Stored data entries
————

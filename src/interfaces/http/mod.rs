//! HTTP REST API interfaces
//!
//! - `common`: response envelope and validated JSON extractor
//! - `modules`: per-resource handlers and DTOs
//! - `router`: API router with Swagger documentation

pub mod common;
pub mod modules;
pub mod router;

pub use router::create_api_router;
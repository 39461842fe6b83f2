//! Bands module — the resource surface gated by the authorization guards

pub mod dto;
pub mod handlers;

pub use dto::*;
pub use handlers::*;
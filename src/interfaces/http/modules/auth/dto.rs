//! Authentication DTOs

use chrono::{DateTime, Utc};
use serde::{Deserialize, Serialize};
use utoipa::ToSchema;
use validator::Validate;

use crate::auth::CurrentUser;
use crate::domain::User;

#[derive(Debug, Deserialize, Validate, ToSchema)]
pub struct RegisterRequest {
    #[validate(email(message = "invalid email format"))]
    pub email: String,
    #[validate(length(min = 6, max = 128, message = "password must be 6–128 characters"))]
    pub password: String,
    #[validate(length(min = 1, max = 100, message = "first name is required"))]
    pub first_name: String,
    #[validate(length(min = 1, max = 100, message = "last name is required"))]
    pub last_name: String,
    #[validate(length(max = 30, message = "phone must be at most 30 characters"))]
    pub phone: Option<String>,
}

#[derive(Debug, Deserialize, Validate, ToSchema)]
pub struct LoginRequest {
    #[validate(email(message = "invalid email format"))]
    pub email: String,
    #[validate(length(min = 1, message = "password is required"))]
    pub password: String,
}

/// A user as it appears on the wire. No password hash field exists on this
/// type, so no serialization path can leak it.
#[derive(Debug, Serialize, ToSchema)]
pub struct UserProfile {
    pub id: String,
    pub email: String,
    pub first_name: String,
    pub last_name: String,
    pub phone: Option<String>,
    pub created_at: DateTime<Utc>,
    pub updated_at: DateTime<Utc>,
}

impl From<User> for UserProfile {
    fn from(user: User) -> Self {
        Self {
            id: user.id,
            email: user.email,
            first_name: user.first_name,
            last_name: user.last_name,
            phone: user.phone,
            created_at: user.created_at,
            updated_at: user.updated_at,
        }
    }
}

impl From<CurrentUser> for UserProfile {
    fn from(user: CurrentUser) -> Self {
        Self {
            id: user.id,
            email: user.email,
            first_name: user.first_name,
            last_name: user.last_name,
            phone: user.phone,
            created_at: user.created_at,
            updated_at: user.updated_at,
        }
    }
}

#[derive(Debug, Serialize, ToSchema)]
pub struct AuthResponse {
    pub token: String,
    pub token_type: String,
    pub expires_in: i64,
    pub user: UserProfile,
}
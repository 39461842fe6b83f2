pub mod entities;
pub mod migrator;
pub mod repositories;

use sea_orm::{Database, DatabaseConnection};
use tracing::info;

use crate::config::DatabaseSettings;

/// Connection parameters for the SeaORM pool.
///
/// Built from the `[database]` section of `AppConfig` (which already
/// folded in the `DATABASE_URL` override); there is no other
/// construction path.
#[derive(Debug, Clone)]
pub struct DatabaseConfig {
    pub url: String,
}

impl From<&DatabaseSettings> for DatabaseConfig {
    fn from(settings: &DatabaseSettings) -> Self {
        Self {
            url: settings.url.clone(),
        }
    }
}

/// Open the connection pool.
pub async fn init_database(config: &DatabaseConfig) -> Result<DatabaseConnection, sea_orm::DbErr> {
    info!(url = %config.url, "Connecting to database");
    let db = Database::connect(&config.url).await?;
    info!("Database connection established");
    Ok(db)
}
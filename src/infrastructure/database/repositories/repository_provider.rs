//! SeaORM implementation of RepositoryProvider

use sea_orm::DatabaseConnection;

use crate::domain::{
    BandRepositoryInterface, MembershipRepositoryInterface, RepositoryProvider,
    UserRepositoryInterface,
};

use super::band_repository::SeaOrmBandRepository;
use super::membership_repository::SeaOrmMembershipRepository;
use super::user_repository::SeaOrmUserRepository;

/// Unified repository provider backed by SeaORM.
///
/// Holds one connection pool and exposes per-aggregate repository accessors.
pub struct SeaOrmRepositoryProvider {
    users: SeaOrmUserRepository,
    bands: SeaOrmBandRepository,
    memberships: SeaOrmMembershipRepository,
}

impl SeaOrmRepositoryProvider {
    pub fn new(db: DatabaseConnection) -> Self {
        Self {
            users: SeaOrmUserRepository::new(db.clone()),
            bands: SeaOrmBandRepository::new(db.clone()),
            memberships: SeaOrmMembershipRepository::new(db),
        }
    }
}

impl RepositoryProvider for SeaOrmRepositoryProvider {
    fn users(&self) -> &dyn UserRepositoryInterface {
        &self.users
    }

    fn bands(&self) -> &dyn BandRepositoryInterface {
        &self.bands
    }

    fn memberships(&self) -> &dyn MembershipRepositoryInterface {
        &self.memberships
    }
}
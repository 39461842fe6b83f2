//! Backstage API server entry point.
//!
//! Reads configuration from a TOML file (~/.config/backstage/config.toml,
//! overridable via BACKSTAGE_CONFIG), runs migrations, and serves the
//! REST API until SIGINT/SIGTERM.

use std::sync::Arc;

use sea_orm_migration::MigratorTrait;
use tracing::{error, info, warn};

use backstage::auth::JwtConfig;
use backstage::domain::RepositoryProvider;
use backstage::infrastructure::database::migrator::Migrator;
use backstage::infrastructure::database::repositories::SeaOrmRepositoryProvider;
use backstage::{
    create_api_router, default_config_path, init_database, AppConfig, DatabaseConfig,
};

#[tokio::main]
async fn main() -> Result<(), Box<dyn std::error::Error>> {
    // ── Load configuration ─────────────────────────────────────
    let config_path = std::env::var("BACKSTAGE_CONFIG")
        .map(std::path::PathBuf::from)
        .unwrap_or_else(|_| default_config_path());
    let app_cfg = match AppConfig::load(&config_path) {
        Ok(cfg) => {
            tracing_subscriber::fmt()
                .with_env_filter(
                    tracing_subscriber::EnvFilter::try_from_default_env()
                        .unwrap_or_else(|_| tracing_subscriber::EnvFilter::new(&cfg.logging.level)),
                )
                .init();
            info!("Configuration loaded from {}", config_path.display());
            cfg
        }
        Err(e) => {
            tracing_subscriber::fmt()
                .with_env_filter(tracing_subscriber::EnvFilter::new("info"))
                .init();
            error!("Failed to load config: {}. Using defaults.", e);
            AppConfig::default()
        }
    };

    info!("Starting Backstage API server...");

    if app_cfg.security.jwt_secret == "change-me-in-production" {
        warn!("JWT secret is the built-in default; set JWT_SECRET before exposing this server");
    }

    // ── Build sub-configs from AppConfig ───────────────────────
    let db_config = DatabaseConfig::from(&app_cfg.database);

    let jwt_config = JwtConfig {
        secret: app_cfg.security.jwt_secret.clone(),
        expiration_hours: app_cfg.security.jwt_expiration_hours,
        issuer: "backstage".to_string(),
    };
    info!(
        "JWT configured with {}h token expiration",
        jwt_config.expiration_hours
    );

    // ── Database ───────────────────────────────────────────────
    let db = match init_database(&db_config).await {
        Ok(db) => db,
        Err(e) => {
            error!("Failed to connect to database: {}", e);
            return Err(e.into());
        }
    };

    info!("Running database migrations...");
    if let Err(e) = Migrator::up(&db, None).await {
        error!("Failed to run migrations: {}", e);
        return Err(e.into());
    }
    info!("Migrations completed");

    let repos: Arc<dyn RepositoryProvider> = Arc::new(SeaOrmRepositoryProvider::new(db.clone()));

    // ── REST API server ────────────────────────────────────────
    let app = create_api_router(repos, db.clone(), jwt_config);

    let addr = app_cfg.server.address();
    let listener = tokio::net::TcpListener::bind(&addr).await?;
    info!("REST API server listening on http://{}", addr);
    info!("Swagger UI available at http://{}/docs/", addr);

    axum::serve(listener, app)
        .with_graceful_shutdown(shutdown_signal())
        .await?;

    if let Err(e) = db.close().await {
        warn!("Error closing database connection: {}", e);
    }

    info!("Backstage shutdown complete");
    Ok(())
}

/// Resolves on SIGINT or SIGTERM.
async fn shutdown_signal() {
    let ctrl_c = async {
        tokio::signal::ctrl_c()
            .await
            .expect("failed to install SIGINT handler");
    };

    #[cfg(unix)]
    let terminate = async {
        tokio::signal::unix::signal(tokio::signal::unix::SignalKind::terminate())
            .expect("failed to install SIGTERM handler")
            .recv()
            .await;
    };

    #[cfg(not(unix))]
    let terminate = std::future::pending::<()>();

    tokio::select! {
        _ = ctrl_c => info!("Received SIGINT, shutting down"),
        _ = terminate => info!("Received SIGTERM, shutting down"),
    }
}
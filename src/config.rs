//! Configuration module
//!
//! Loads a TOML config file once at startup. Every value has a default so a
//! missing file or partial file still yields a runnable config. Secrets can
//! be overridden through the environment (`JWT_SECRET`, `DATABASE_URL`)
//! after the file is read.

use std::path::{Path, PathBuf};

use serde::Deserialize;
use thiserror::Error;

#[derive(Debug, Error)]
pub enum ConfigError {
    #[error("Failed to read config file: {0}")]
    Io(#[from] std::io::Error),

    #[error("Failed to parse config file: {0}")]
    Parse(#[from] toml::de::Error),
}

/// Top-level application configuration.
#[derive(Debug, Clone, Default, Deserialize)]
#[serde(default)]
pub struct AppConfig {
    pub server: ServerConfig,
    pub database: DatabaseSettings,
    pub security: SecuritySettings,
    pub logging: LoggingSettings,
}

#[derive(Debug, Clone, Deserialize)]
#[serde(default)]
pub struct ServerConfig {
    /// Bind address for the REST API
    pub host: String,
    pub port: u16,
}

impl Default for ServerConfig {
    fn default() -> Self {
        Self {
            host: "0.0.0.0".to_string(),
            port: 3000,
        }
    }
}

impl ServerConfig {
    pub fn address(&self) -> String {
        format!("{}:{}", self.host, self.port)
    }
}

#[derive(Debug, Clone, Deserialize)]
#[serde(default)]
pub struct DatabaseSettings {
    /// Connection URL (e.g. "sqlite://./backstage.db?mode=rwc")
    pub url: String,
}

impl Default for DatabaseSettings {
    fn default() -> Self {
        Self {
            url: "sqlite://./backstage.db?mode=rwc".to_string(),
        }
    }
}

#[derive(Debug, Clone, Deserialize)]
#[serde(default)]
pub struct SecuritySettings {
    /// Secret key for signing session tokens
    pub jwt_secret: String,
    /// Token lifetime in hours
    pub jwt_expiration_hours: i64,
}

impl Default for SecuritySettings {
    fn default() -> Self {
        Self {
            jwt_secret: "change-me-in-production".to_string(),
            jwt_expiration_hours: 24,
        }
    }
}

#[derive(Debug, Clone, Deserialize)]
#[serde(default)]
pub struct LoggingSettings {
    /// Default tracing filter, overridable via RUST_LOG
    pub level: String,
}

impl Default for LoggingSettings {
    fn default() -> Self {
        Self {
            level: "info".to_string(),
        }
    }
}

impl AppConfig {
    /// Load configuration from a TOML file and apply environment overrides.
    pub fn load(path: &Path) -> Result<Self, ConfigError> {
        let mut config: AppConfig = if path.exists() {
            toml::from_str(&std::fs::read_to_string(path)?)?
        } else {
            AppConfig::default()
        };
        config.apply_env_overrides();
        Ok(config)
    }

    fn apply_env_overrides(&mut self) {
        if let Ok(secret) = std::env::var("JWT_SECRET") {
            self.security.jwt_secret = secret;
        }
        if let Ok(hours) = std::env::var("JWT_EXPIRATION_HOURS") {
            if let Ok(hours) = hours.parse() {
                self.security.jwt_expiration_hours = hours;
            }
        }
        if let Ok(url) = std::env::var("DATABASE_URL") {
            self.database.url = url;
        }
        if let Ok(port) = std::env::var("PORT") {
            if let Ok(port) = port.parse() {
                self.server.port = port;
            }
        }
    }
}

/// Default config file location (~/.config/backstage/config.toml).
pub fn default_config_path() -> PathBuf {
    dirs_next::config_dir()
        .unwrap_or_else(|| PathBuf::from("."))
        .join("backstage")
        .join("config.toml")
}

#[cfg(test)]
mod tests {
    use super::*;

    #[test]
    fn full_file_parses() {
        let toml = r#"
            [server]
            host = "127.0.0.1"
            port = 8080

            [database]
            url = "sqlite::memory:"

            [security]
            jwt_secret = "test-secret"
            jwt_expiration_hours = 2

            [logging]
            level = "debug"
        "#;
        let config: AppConfig = toml::from_str(toml).unwrap();
        assert_eq!(config.server.address(), "127.0.0.1:8080");
        assert_eq!(config.database.url, "sqlite::memory:");
        assert_eq!(config.security.jwt_secret, "test-secret");
        assert_eq!(config.security.jwt_expiration_hours, 2);
        assert_eq!(config.logging.level, "debug");
    }

    #[test]
    fn partial_file_falls_back_to_defaults() {
        let toml = r#"
            [server]
            port = 9999
        "#;
        let config: AppConfig = toml::from_str(toml).unwrap();
        assert_eq!(config.server.port, 9999);
        assert_eq!(config.server.host, "0.0.0.0");
        assert_eq!(config.security.jwt_expiration_hours, 24);
    }
}
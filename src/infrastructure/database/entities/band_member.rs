//! Band membership entity for database
//!
//! One row per (band, user) pair; the unique index on that pair keeps a
//! user to at most one role per band.

use chrono::{DateTime, Utc};
use sea_orm::entity::prelude::*;
use serde::{Deserialize, Serialize};

/// Membership role
#[derive(Debug, Clone, PartialEq, Eq, EnumIter, DeriveActiveEnum, Serialize, Deserialize)]
#[sea_orm(rs_type = "String", db_type = "String(StringLen::N(20))")]
pub enum BandRole {
    #[sea_orm(string_value = "member")]
    Member,
    #[sea_orm(string_value = "admin")]
    Admin,
}

impl Default for BandRole {
    fn default() -> Self {
        Self::Member
    }
}

/// Band member model
#[derive(Clone, Debug, PartialEq, Eq, DeriveEntityModel, Serialize, Deserialize)]
#[sea_orm(table_name = "band_members")]
pub struct Model {
    #[sea_orm(primary_key, auto_increment = false)]
    pub id: String,
    pub band_id: String,
    pub user_id: String,
    pub role: BandRole,
    pub created_at: DateTime<Utc>,
}

#[derive(Copy, Clone, Debug, EnumIter, DeriveRelation)]
pub enum Relation {
    #[sea_orm(
        belongs_to = "super::band::Entity",
        from = "Column::BandId",
        to = "super::band::Column::Id"
    )]
    Band,
    #[sea_orm(
        belongs_to = "super::user::Entity",
        from = "Column::UserId",
        to = "super::user::Column::Id"
    )]
    User,
}

impl Related<super::band::Entity> for Entity {
    fn to() -> RelationDef {
        Relation::Band.def()
    }
}

impl Related<super::user::Entity> for Entity {
    fn to() -> RelationDef {
        Relation::User.def()
    }
}

impl ActiveModelBehavior for ActiveModel {}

————

> **What the task asks**
Which lines run from the one holding "use super::user_repository::SeaOrmUserRepository;" through the one holding "tracing_subscriber::EnvFilter::try_from_default_env()" in the records above? Repeat them exactly, both included, and nothing more.

> **Answer to the problem**
use super::user_repository::SeaOrmUserRepository;

/// Unified repository provider backed by SeaORM.
///
/// Holds one connection pool and exposes per-aggregate repository accessors.
pub struct SeaOrmRepositoryProvider {
    users: SeaOrmUserRepository,
    bands: SeaOrmBandRepository,
    memberships: SeaOrmMembershipRepository,
}

impl SeaOrmRepositoryProvider {
    pub fn new(db: DatabaseConnection) -> Self {
        Self {
            users: SeaOrmUserRepository::new(db.clone()),
            bands: SeaOrmBandRepository::new(db.clone()),
            memberships: SeaOrmMembershipRepository::new(db),
        }
    }
}

impl RepositoryProvider for SeaOrmRepositoryProvider {
    fn users(&self) -> &dyn UserRepositoryInterface {
        &self.users
    }

    fn bands(&self) -> &dyn BandRepositoryInterface {
        &self.bands
    }

    fn memberships(&self) -> &dyn MembershipRepositoryInterface {
        &self.memberships
    }
}
repository 39461842fe6b83f2
//! Backstage API server entry point.
//!
//! Reads configuration from a TOML file (~/.config/backstage/config.toml,
//! overridable via BACKSTAGE_CONFIG), runs migrations, and serves the
//! REST API until SIGINT/SIGTERM.

use std::sync::Arc;

use sea_orm_migration::MigratorTrait;
use tracing::{error, info, warn};

use backstage::auth::JwtConfig;
use backstage::domain::RepositoryProvider;
use backstage::infrastructure::database::migrator::Migrator;
use backstage::infrastructure::database::repositories::SeaOrmRepositoryProvider;
use backstage::{
    create_api_router, default_config_path, init_database, AppConfig, DatabaseConfig,
};

#[tokio::main]
async fn main() -> Result<(), Box<dyn std::error::Error>> {
    // ── Load configuration ─────────────────────────────────────
    let config_path = std::env::var("BACKSTAGE_CONFIG")
        .map(std::path::PathBuf::from)
        .unwrap_or_else(|_| default_config_path());
    let app_cfg = match AppConfig::load(&config_path) {
        Ok(cfg) => {
            tracing_subscriber::fmt()
                .with_env_filter(
                    tracing_subscriber::EnvFilter::try_from_default_env()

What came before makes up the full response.